Task item:
Scan the data below and state how many of its lines contain the word "text", giving only the figure.

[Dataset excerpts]
-- Opening Marker --

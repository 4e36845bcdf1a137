//! Event handling

use crossterm::event::{KeyCode, KeyEvent, KeyModifiers};

use super::async_ops::AsyncCommand;
use super::state::{AppState, ComposeField, FeedLoad, Mode, Screen};
use crate::share;

/// Handle key events, returning an optional async command
pub fn handle_key(state: &mut AppState, key: KeyEvent) -> Option<AsyncCommand> {
    // Ctrl+C quits from anywhere
    if key.modifiers == KeyModifiers::CONTROL && key.code == KeyCode::Char('c') {
        state.should_quit = true;
        return None;
    }

    match state.screen {
        Screen::Login => handle_login_key(state, key),
        Screen::Feed => match state.mode {
            Mode::Normal => handle_feed_key(state, key),
            Mode::Compose => handle_compose_key(state, key),
            Mode::Comment => handle_comment_key(state, key),
            Mode::ConfirmDelete => handle_confirm_delete_key(state, key),
            Mode::Help => {
                if matches!(key.code, KeyCode::Esc | KeyCode::Char('?') | KeyCode::Enter) {
                    state.mode = Mode::Normal;
                }
                None
            }
        },
    }
}

fn handle_login_key(state: &mut AppState, key: KeyEvent) -> Option<AsyncCommand> {
    match key.code {
        KeyCode::Tab | KeyCode::BackTab | KeyCode::Up | KeyCode::Down => {
            state.login.focus = state.login.focus.toggle();
            None
        }
        KeyCode::Enter => {
            if state.login.submitting {
                return None;
            }
            state.login.submitting = true;
            state.login.status.clear();
            state.set_status("Signing in...");
            Some(AsyncCommand::Login {
                email: state.login.email.clone(),
                password: state.login.password.clone(),
            })
        }
        KeyCode::Backspace => {
            state.login.focused_mut().pop();
            None
        }
        KeyCode::Char(c) => {
            state.login.focused_mut().push(c);
            None
        }
        KeyCode::Esc => {
            state.login.status.clear();
            None
        }
        _ => None,
    }
}

fn handle_feed_key(state: &mut AppState, key: KeyEvent) -> Option<AsyncCommand> {
    match (key.modifiers, key.code) {
        (_, KeyCode::Char('q')) => {
            state.should_quit = true;
            None
        }
        (_, KeyCode::Char('?')) | (_, KeyCode::F(1)) => {
            state.mode = Mode::Help;
            None
        }

        // Navigation
        (_, KeyCode::Char('j') | KeyCode::Down) => {
            state.feed.select_next();
            None
        }
        (_, KeyCode::Char('k') | KeyCode::Up) => {
            state.feed.select_prev();
            None
        }
        (_, KeyCode::Char('g')) => {
            state.feed.selected = 0;
            None
        }
        (KeyModifiers::SHIFT, KeyCode::Char('G')) => {
            if !state.feed.posts.is_empty() {
                state.feed.selected = state.feed.posts.len() - 1;
            }
            None
        }

        // Refresh
        (_, KeyCode::Char('r')) => {
            if state.feed.load == FeedLoad::Loading {
                None
            } else {
                state.feed.load = FeedLoad::Loading;
                state.set_status("Loading posts...");
                Some(AsyncCommand::RefreshPosts)
            }
        }

        // Compose a new post
        (_, KeyCode::Char('n')) => {
            state.open_compose();
            None
        }

        // Comment on the selected post
        (_, KeyCode::Char('c')) => {
            let post_id = state.feed.selected_post().map(|p| p.id)?;
            state.mode = Mode::Comment;
            Some(AsyncCommand::LoadComments { post_id })
        }

        // Delete the selected post (asks for confirmation first)
        (_, KeyCode::Char('d')) => {
            if let Some(post) = state.feed.selected_post().cloned() {
                state.feed.pending_delete = Some(post);
                state.mode = Mode::ConfirmDelete;
            }
            None
        }

        // Like: purely client-local, no request
        (_, KeyCode::Char('l')) => {
            if let Some(post) = state.feed.selected_post() {
                let id = post.id;
                state.feed.increment_like(id);
            }
            None
        }

        // Share via the host opener; neither outcome is surfaced
        (_, KeyCode::Char('s')) => {
            if let Some(post) = state.feed.selected_post() {
                match share::share_post(post) {
                    Ok(share::ShareOutcome::Shared) => {}
                    Ok(share::ShareOutcome::Dismissed) => {}
                    Err(e) => tracing::warn!("Error sharing post: {e}"),
                }
            }
            None
        }

        (_, KeyCode::Char('t')) => {
            state.next_theme();
            state.set_status(format!("Theme: {}", state.theme.name()));
            None
        }

        (_, KeyCode::Esc) => {
            state.clear_status();
            None
        }

        _ => None,
    }
}

fn handle_compose_key(state: &mut AppState, key: KeyEvent) -> Option<AsyncCommand> {
    match key.code {
        KeyCode::Esc => {
            state.close_compose();
            None
        }
        KeyCode::Tab | KeyCode::BackTab => {
            state.feed.compose_focus = state.feed.compose_focus.toggle();
            None
        }
        KeyCode::Enter => {
            if state.feed.uploading {
                return None;
            }
            // Nothing to upload without an image file
            if state.feed.compose_image.is_empty() {
                state.set_status("Pick an image file first");
                return None;
            }
            state.feed.uploading = true;
            Some(AsyncCommand::CreatePost {
                image_path: state.feed.compose_image.clone(),
                caption: state.feed.compose_caption.clone(),
            })
        }
        KeyCode::Backspace => {
            match state.feed.compose_focus {
                ComposeField::ImagePath => state.feed.compose_image.pop(),
                ComposeField::Caption => state.feed.compose_caption.pop(),
            };
            None
        }
        KeyCode::Char(c) => {
            match state.feed.compose_focus {
                ComposeField::ImagePath => state.feed.compose_image.push(c),
                ComposeField::Caption => state.feed.compose_caption.push(c),
            }
            None
        }
        _ => None,
    }
}

fn handle_comment_key(state: &mut AppState, key: KeyEvent) -> Option<AsyncCommand> {
    match key.code {
        KeyCode::Esc => {
            // Closing the prompt keeps the typed text for next time
            state.mode = Mode::Normal;
            None
        }
        KeyCode::Enter => {
            state.mode = Mode::Normal;
            let post_id = state.feed.selected_post().map(|p| p.id)?;
            let text = state.feed.submit_comment(post_id)?;
            Some(AsyncCommand::AddComment { post_id, text })
        }
        KeyCode::Backspace => {
            state.feed.comment_input.pop();
            None
        }
        KeyCode::Char(c) => {
            state.feed.comment_input.push(c);
            None
        }
        _ => None,
    }
}

fn handle_confirm_delete_key(state: &mut AppState, key: KeyEvent) -> Option<AsyncCommand> {
    match key.code {
        KeyCode::Char('y') | KeyCode::Enter => {
            state.mode = Mode::Normal;
            let post = state.feed.pending_delete.take()?;
            Some(AsyncCommand::DeletePost { post_id: post.id })
        }
        KeyCode::Char('n') | KeyCode::Esc => {
            state.feed.pending_delete = None;
            state.mode = Mode::Normal;
            None
        }
        _ => None,
    }
}

#[cfg(test)]
mod tests {
    use super::*;
    use crate::config::Config;
    use crate::models::Post;

    fn feed_state() -> AppState {
        let mut state = AppState::new(Config::default());
        state.enter_feed();
        state.feed.set_posts(vec![
            Post {
                id: 1,
                username: "nemo".to_string(),
                title: "first".to_string(),
                content: String::new(),
            },
            Post {
                id: 2,
                username: "ned".to_string(),
                title: "second".to_string(),
                content: String::new(),
            },
        ]);
        state
    }

    fn press(state: &mut AppState, code: KeyCode) -> Option<AsyncCommand> {
        handle_key(state, KeyEvent::new(code, KeyModifiers::NONE))
    }

    #[test]
    fn test_like_issues_no_command() {
        let mut state = feed_state();
        let cmd = press(&mut state, KeyCode::Char('l'));
        assert!(cmd.is_none());
        assert_eq!(state.feed.like_count(1), 1);
    }

    #[test]
    fn test_delete_requires_confirmation() {
        let mut state = feed_state();

        // Selecting delete only opens the prompt
        let cmd = press(&mut state, KeyCode::Char('d'));
        assert!(cmd.is_none());
        assert_eq!(state.mode, Mode::ConfirmDelete);

        // The request fires on explicit confirmation
        let cmd = press(&mut state, KeyCode::Char('y'));
        assert!(matches!(cmd, Some(AsyncCommand::DeletePost { post_id: 1 })));
        assert_eq!(state.mode, Mode::Normal);
    }

    #[test]
    fn test_delete_can_be_cancelled() {
        let mut state = feed_state();
        press(&mut state, KeyCode::Char('d'));
        let cmd = press(&mut state, KeyCode::Char('n'));
        assert!(cmd.is_none());
        assert!(state.feed.pending_delete.is_none());
    }

    #[test]
    fn test_empty_comment_submit_yields_no_command() {
        let mut state = feed_state();
        press(&mut state, KeyCode::Char('c'));
        let cmd = press(&mut state, KeyCode::Enter);
        assert!(cmd.is_none());
        assert_eq!(state.mode, Mode::Normal);
    }

    #[test]
    fn test_comment_submit_targets_selected_post() {
        let mut state = feed_state();
        press(&mut state, KeyCode::Char('j'));
        press(&mut state, KeyCode::Char('c'));
        for c in "hi".chars() {
            press(&mut state, KeyCode::Char(c));
        }
        let cmd = press(&mut state, KeyCode::Enter);
        match cmd {
            Some(AsyncCommand::AddComment { post_id, text }) => {
                assert_eq!(post_id, 2);
                assert_eq!(text, "hi");
            }
            other => panic!("unexpected command: {other:?}"),
        }
    }

    #[test]
    fn test_compose_without_image_stays_local() {
        let mut state = feed_state();
        press(&mut state, KeyCode::Char('n'));
        let cmd = press(&mut state, KeyCode::Enter);
        assert!(cmd.is_none());
        assert_eq!(state.mode, Mode::Compose);
    }

    #[test]
    fn test_login_enter_submits_credentials() {
        let mut state = AppState::new(Config::default());
        for c in "a@b".chars() {
            press(&mut state, KeyCode::Char(c));
        }
        press(&mut state, KeyCode::Tab);
        for c in "pw".chars() {
            press(&mut state, KeyCode::Char(c));
        }
        let cmd = press(&mut state, KeyCode::Enter);
        match cmd {
            Some(AsyncCommand::Login { email, password }) => {
                assert_eq!(email, "a@b");
                assert_eq!(password, "pw");
            }
            other => panic!("unexpected command: {other:?}"),
        }
        assert!(state.login.submitting);
    }
}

-- Closing Marker --

Written answer:
5